The trick with a short story is to provide enough detail to render the characters three-dimensional and believable while simultaneously leaving enough space for plot so that the episode recounted makes the reader want to stop for a moment before moving on to the next story.
Natasha by David Bezmozgis does just that.
The seven stories in the collection follow the Berman family - Bella, Roman and their son Mark - as they emigrate in the late 70s from Latvia to settle in the Jewish Eastern European section of Toronto.
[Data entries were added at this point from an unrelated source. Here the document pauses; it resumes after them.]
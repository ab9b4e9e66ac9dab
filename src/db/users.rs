use chrono::Utc;
use rusqlite::{Connection, OptionalExtension, Row, params};

use super::models::{LeaderboardEntry, PointLog, User};
use crate::error::Result;

fn user_from_row(row: &Row<'_>) -> rusqlite::Result<User> {
    Ok(User {
        id: row.get(0)?,
        username: row.get(1)?,
        hashed_password: row.get(2)?,
    })
}

pub fn insert(conn: &Connection, username: &str, hashed_password: &str) -> Result<User> {
    conn.execute(
        "INSERT INTO users (username, hashed_password) VALUES (?1, ?2)",
        params![username, hashed_password],
    )?;
    Ok(User {
        id: conn.last_insert_rowid(),
        username: username.to_string(),
        hashed_password: hashed_password.to_string(),
    })
}

pub fn find_by_username(conn: &Connection, username: &str) -> Result<Option<User>> {
    let user = conn
        .query_row(
            "SELECT id, username, hashed_password FROM users WHERE username = ?1",
            params![username],
            user_from_row,
        )
        .optional()?;
    Ok(user)
}

pub fn insert_point_log(
    conn: &Connection,
    user_id: i64,
    points: u32,
    issue_id: i64,
) -> Result<PointLog> {
    let awarded_at = Utc::now();
    conn.execute(
        "INSERT INTO point_logs (user_id, points_awarded, issue_id, awarded_at)
         VALUES (?1, ?2, ?3, ?4)",
        params![user_id, points, issue_id, awarded_at],
    )?;
    Ok(PointLog {
        id: conn.last_insert_rowid(),
        user_id,
        points_awarded: points,
        issue_id: Some(issue_id),
        awarded_at,
    })
}

pub fn point_logs_for_issue(conn: &Connection, issue_id: i64) -> Result<Vec<PointLog>> {
    let mut stmt = conn.prepare(
        "SELECT id, user_id, points_awarded, issue_id, awarded_at
         FROM point_logs WHERE issue_id = ?1 ORDER BY id",
    )?;
    let logs = stmt
        .query_map(params![issue_id], |row| {
            Ok(PointLog {
                id: row.get(0)?,
                user_id: row.get(1)?,
                points_awarded: row.get(2)?,
                issue_id: row.get(3)?,
                awarded_at: row.get(4)?,
            })
        })?
        .collect::<rusqlite::Result<Vec<_>>>()?;
    Ok(logs)
}

/// Users with at least one point, highest total first.
pub fn leaderboard(conn: &Connection) -> Result<Vec<LeaderboardEntry>> {
    let mut stmt = conn.prepare(
        "SELECT u.id, u.username, SUM(p.points_awarded) AS total_points
         FROM users u
         JOIN point_logs p ON p.user_id = u.id
         GROUP BY u.id, u.username
         ORDER BY total_points DESC, u.id",
    )?;
    let entries = stmt
        .query_map([], |row| {
            Ok(LeaderboardEntry {
                id: row.get(0)?,
                username: row.get(1)?,
                total_points: row.get(2)?,
            })
        })?
        .collect::<rusqlite::Result<Vec<_>>>()?;
    Ok(entries)
}
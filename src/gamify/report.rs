use super::Resolution;
use crate::db::models::{AwardedBadge, LeaderboardEntry};
use crate::report_helpers::{max_width, pad, separator};

pub fn print_resolution(resolution: &Resolution) {
    println!("{}", resolution.message);
    for badge in &resolution.new_badges {
        println!(" Badge unlocked: {} - {}", badge.name, badge.description);
    }
}

pub fn print_leaderboard(board: &[LeaderboardEntry]) {
    if board.is_empty() {
        println!("No points have been awarded yet.");
        return;
    }
    let name_w = max_width(board.iter().map(|e| e.username.as_str()), 8);
    let sep = separator(name_w + 18);

    println!("Leaderboard");
    println!("{sep}");
    println!(" {:>4}  {}  {:>8}", "Rank", pad("User", name_w), "Points");
    println!("{sep}");
    for (rank, entry) in board.iter().enumerate() {
        println!(
            " {:>4}  {}  {:>8}",
            rank + 1,
            pad(&entry.username, name_w),
            entry.total_points
        );
    }
    println!("{sep}");
}

pub fn print_badges(username: &str, held: &[AwardedBadge]) {
    if held.is_empty() {
        println!("{username} has not earned any badges yet.");
        return;
    }
    let name_w = max_width(held.iter().map(|b| b.badge.name.as_str()), 5);
    let sep = separator(name_w + 50);

    println!("Badges: {username}");
    println!("{sep}");
    for awarded in held {
        println!(
            " {}  {}  {}",
            pad(&awarded.badge.name, name_w),
            awarded.awarded_at.format("%Y-%m-%d"),
            awarded.badge.description
        );
    }
    println!("{sep}");
}
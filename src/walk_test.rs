use std::fs;
use std::path::Path;

use tempfile::tempdir;

use super::*;

fn py_filter() -> SourceFilter {
    SourceFilter::new("py", &["venv".to_string()])
}

fn touch(root: &Path, rel: &str) {
    let path = root.join(rel);
    if let Some(parent) = path.parent() {
        fs::create_dir_all(parent).unwrap();
    }
    fs::write(path, "x = 1\n").unwrap();
}

fn relative(root: &Path, files: &[PathBuf]) -> Vec<String> {
    files
        .iter()
        .map(|p| p.strip_prefix(root).unwrap().to_string_lossy().replace('\\', "/"))
        .collect()
}

#[test]
fn excludes_hidden_and_skip_dirs() {
    let f = py_filter();
    assert!(f.excludes_dir(".git"));
    assert!(f.excludes_dir(".tox"));
    assert!(f.excludes_dir("venv"));
    assert!(!f.excludes_dir("src"));
    assert!(!f.excludes_dir("venv2"));
}

#[test]
fn matches_extension_exactly() {
    let f = py_filter();
    assert!(f.matches_file(Path::new("pkg/mod.py")));
    assert!(!f.matches_file(Path::new("pkg/mod.pyc")));
    assert!(!f.matches_file(Path::new("README.md")));
    assert!(!f.matches_file(Path::new("Makefile")));
}

#[test]
fn collects_nested_sources_sorted() {
    let dir = tempdir().unwrap();
    touch(dir.path(), "setup.py");
    touch(dir.path(), "pkg/b.py");
    touch(dir.path(), "pkg/a.py");
    touch(dir.path(), "pkg/data.json");

    let files = source_files(dir.path(), &py_filter());
    assert_eq!(
        relative(dir.path(), &files),
        vec!["pkg/a.py", "pkg/b.py", "setup.py"]
    );
}

#[test]
fn skips_hidden_and_venv_trees() {
    let dir = tempdir().unwrap();
    touch(dir.path(), "app.py");
    touch(dir.path(), ".git/hooks/hook.py");
    touch(dir.path(), ".venv/lib/site.py");
    touch(dir.path(), "venv/lib/site.py");
    touch(dir.path(), "nested/venv/x.py");

    let files = source_files(dir.path(), &py_filter());
    assert_eq!(relative(dir.path(), &files), vec!["app.py"]);
}

#[test]
fn gitignore_does_not_hide_sources() {
    let dir = tempdir().unwrap();
    touch(dir.path(), "generated/out.py");
    fs::write(dir.path().join(".gitignore"), "generated/\n").unwrap();

    let files = source_files(dir.path(), &py_filter());
    assert_eq!(relative(dir.path(), &files), vec!["generated/out.py"]);
}

#[test]
fn hidden_root_is_still_walked() {
    let dir = tempdir().unwrap();
    let root = dir.path().join(".tmpclone");
    touch(&root, "main.py");

    let files = source_files(&root, &py_filter());
    assert_eq!(files.len(), 1);
}

#[test]
fn empty_tree_yields_nothing() {
    let dir = tempdir().unwrap();
    touch(dir.path(), "README.md");
    assert!(source_files(dir.path(), &py_filter()).is_empty());
}

#[test]
fn other_extension() {
    let dir = tempdir().unwrap();
    touch(dir.path(), "a.rb");
    touch(dir.path(), "b.py");
    let f = SourceFilter::new("rb", &[]);
    assert_eq!(relative(dir.path(), &source_files(dir.path(), &f)), vec!["a.rb"]);
}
The stories are chronological, told in the first person by Mark Berman the adult, and they are narrative gems. The narrator is able to translate the mood of the household, the neighbourhood and the intervening decades (Mark is about 30 when he recounts the incidents from his life) into language that is precise, unadorned and yet so very expressive. The style might even be described as cinematographic with scenes that could easily be filmed - sometimes panning out, sometimes zooming in on an object or comment - elevating the mundane to the epic and maintaining a perpetual sense of foreboding for this somewhat unfortunate, ordinary but nonetheless complex little world on Bathurst Street: Nine-year-old Mark wonders innocently (and the reader frets in proxy) at what's become of his father and the wife of the influential Dr. Kornblum while dinner is served. The Natasha of the title is a 14-year-old girl whose unnerving sexual worldliness induces a physical and psychic shiver but offers no self-evident meaning, establishes no causal links, and provides no resolution.
"Natash and Other Stories" portrays situations and responses that are existential in execution and outlook – they are modern and brilliant.